System Overview¶
Compute Nodes¶
There are 8 Nodes in Sakura System. Each nodes have following specifications:
| CPU | Xeon D-1571 16 Cores @1.30GHz |
| Memory | 32GB |
| Accelerators | PEZY-SC2, 700MHz, 64GB |
| Inteconnect | Infiniband EDR |
| Storage | nfs /home |
File Systems¶
There is 1 storage mounted /home is shared with other uses. /home has 100GB and is shared with other users. Threre are no quotes. Please use gentlemanly.
Connecting¶
Connect with SSH¶
| System Name | Hostname | RSA Key Fingerprints |
| Sakura | matsu.exascaler.co.jp | SHA256:gywcL7XDCOgXm4UXV4m0hi2Xzo2I4XLUD2CDnqeDPlA |
For example, to connect to Sakura login node from a UNIX-based system, use the following command::
[your machine] $ ssh-add # Add ssh key to auth agent
[your machine] $ ssh -A userid@matsu.exascaler.co.jp # You have to use SSH Agent forward
Then you can login to login node. To connect to Sakura Head Node from Sakura login node, use the following command::
[ssh] $ ssh esfe
First login, you should change your password. You have to use yppasswd command instead of passwd command.:
[esfe] $ yppasswd
Compiling¶
..(snip)..
Running Jobs¶
We use slurm for scheduling of clients jobs.

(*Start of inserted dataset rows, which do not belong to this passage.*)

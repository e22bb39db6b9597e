//! Arm configuration (solution branch) selection.
//!
//! A closed-form solver has up to eight answers for one pose. Callers pick one
//! with a [`BranchSelector`] bit set; [`BranchSelection::decode`] turns it into
//! the three decisions the solvers act on. The coupling between the bits is
//! different for each wrist topology and is spelled out per topology below.

use serde::{Deserialize, Serialize};

use crate::robot_config::Topology;

/// Raw branch selector as stored with a target.
///
/// Bits: `SHOULDER = 1`, `ELBOW = 2`, `WRIST = 4`. Higher bits are ignored.
#[derive(Serialize, Deserialize, Debug, Clone, Copy, PartialEq, Eq, Hash, Default)]
pub struct BranchSelector(pub u8);

impl BranchSelector {
    pub const SHOULDER: u8 = 1;
    pub const ELBOW: u8 = 2;
    pub const WRIST: u8 = 4;

    pub fn new(shoulder: bool, elbow: bool, wrist: bool) -> Self {
        let mut bits = 0;
        if shoulder {
            bits |= Self::SHOULDER;
        }
        if elbow {
            bits |= Self::ELBOW;
        }
        if wrist {
            bits |= Self::WRIST;
        }
        Self(bits)
    }

    /// All eight selectors, in bit order.
    pub fn all() -> impl Iterator<Item = BranchSelector> {
        (0..8).map(BranchSelector)
    }

    pub fn shoulder(&self) -> bool {
        self.0 & Self::SHOULDER != 0
    }

    pub fn elbow(&self) -> bool {
        self.0 & Self::ELBOW != 0
    }

    pub fn wrist(&self) -> bool {
        self.0 & Self::WRIST != 0
    }
}

impl From<u8> for BranchSelector {
    fn from(bits: u8) -> Self {
        Self(bits)
    }
}

/// Decoded branch decisions handed to an inverse solver.
#[derive(Serialize, Deserialize, Debug, Clone, Copy, PartialEq, Eq, Default)]
pub struct BranchSelection {
    /// Reach over the shoulder: joint 1 turned by half a revolution.
    pub shoulder: bool,
    /// Negate the elbow triangle (spherical) or the joint 3 cosine branch (offset).
    pub elbow: bool,
    /// Flip the wrist.
    pub wrist: bool,
}

impl BranchSelection {
    pub fn decode(selector: BranchSelector, topology: Topology) -> Self {
        match topology {
            Topology::SphericalWrist => Self::decode_spherical(selector),
            Topology::OffsetWrist => Self::decode_offset(selector),
        }
    }

    /// Spherical wrist:
    /// - shoulder follows its bit
    /// - elbow follows its bit, inverted when the shoulder bit is set
    /// - wrist is the negated wrist bit
    fn decode_spherical(selector: BranchSelector) -> Self {
        let shoulder = selector.shoulder();
        let elbow = selector.elbow() != shoulder;
        let wrist = !selector.wrist();

        Self { shoulder, elbow, wrist }
    }

    /// Offset wrist:
    /// - shoulder follows its bit
    /// - elbow follows its bit, inverted when the shoulder bit is set
    /// - wrist is the negated wrist bit, inverted again when the shoulder bit is set
    fn decode_offset(selector: BranchSelector) -> Self {
        let shoulder = selector.shoulder();
        let elbow = selector.elbow() != shoulder;
        let wrist = !selector.wrist() != shoulder;

        Self { shoulder, elbow, wrist }
    }
}
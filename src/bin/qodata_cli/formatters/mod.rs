pub mod formatter;
pub mod json;
pub mod table;
pub mod text;

pub use formatter::Formatter;

use clap::ValueEnum;
use serde_json::{json, Map};

use qodata::core::store::{QueryResult, Row};

/// Output formats
#[derive(Copy, Clone, Debug, PartialEq, Eq, ValueEnum)]
pub enum OutputFormat {
    Text,
    Json,
    Table,
}

impl std::str::FromStr for OutputFormat {
    type Err = crate::utils::error::CliError;

    fn from_str(s: &str) -> Result<Self, Self::Err> {
        match s {
            "text" => Ok(OutputFormat::Text),
            "json" => Ok(OutputFormat::Json),
            "table" => Ok(OutputFormat::Table),
            other => Err(crate::utils::error::CliError::UnknownFormat(other.to_string())),
        }
    }
}

/// A row as a JSON object; expansions become nested arrays
pub fn row_json(row: &Row) -> serde_json::Value {
    let mut object = Map::new();
    for (field, value) in &row.values {
        object.insert(field.clone(), serde_json::Value::from(value));
    }
    for (name, expansion) in &row.expanded {
        let rows: Vec<serde_json::Value> = expansion.rows.iter().map(row_json).collect();
        object.insert(name.clone(), json!(rows));
        if let Some(count) = expansion.count {
            object.insert(format!("{}@odata.count", name), json!(count));
        }
    }
    serde_json::Value::Object(object)
}

/// A query result in the usual OData response shape
pub fn result_json(result: &QueryResult, next_link: Option<&str>) -> serde_json::Value {
    let mut object = Map::new();
    if let Some(count) = result.count {
        object.insert("@odata.count".to_string(), json!(count));
    }
    let rows: Vec<serde_json::Value> = result.rows.iter().map(row_json).collect();
    object.insert("value".to_string(), json!(rows));
    if let Some(link) = next_link {
        object.insert("@odata.nextLink".to_string(), json!(link));
    }
    serde_json::Value::Object(object)
}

Please use --exclusive option to grab entire of a node.
Single Node Job¶
Sample Job File:
#!/bin/bash
#SBATCH -p debug # partition name
#SBATCH -N 1 # number of nodes
#SBATCH -n 1 # number of process
#SBATCH --exclusive
./myprogram
To submit job, use the sbatch command::
$ sbatch job.sh
Partition¶
There are some partition(s) in system. To see partition information, use the sinfo command::
$ sinfo
You could choose partition name in job script.
MPI Job¶
You can use openMPI. mpivars.sh location is following.
openmpi:
$ source /usr/mpi/gcc/openmpi-1.8.4/bin/mpivars.sh
MPI with Slurm¶
Sample Job File:
#!/bin/bash
#SBATCH -p debug
#SBATCH -N 1 # number of nodes
#SBATCH -n 4 # number of process
#SBATCH --ntasks-per-node=4
#SBATCH --exclusive
source /usr/mpi/gcc/openmpi-1.8.4/bin/mpivars.sh
mpirun ./myprogram
More Information about slurm¶
See Slurm offical man pages for more information about sbatch, srun, squeue and scancel.
Debugging¶
You can use interactive session with following::
$ srun -N 1 --exclusive --pty bash
If you want to use 2 nodes::
$ srun -N 2 --exclusive --pty bash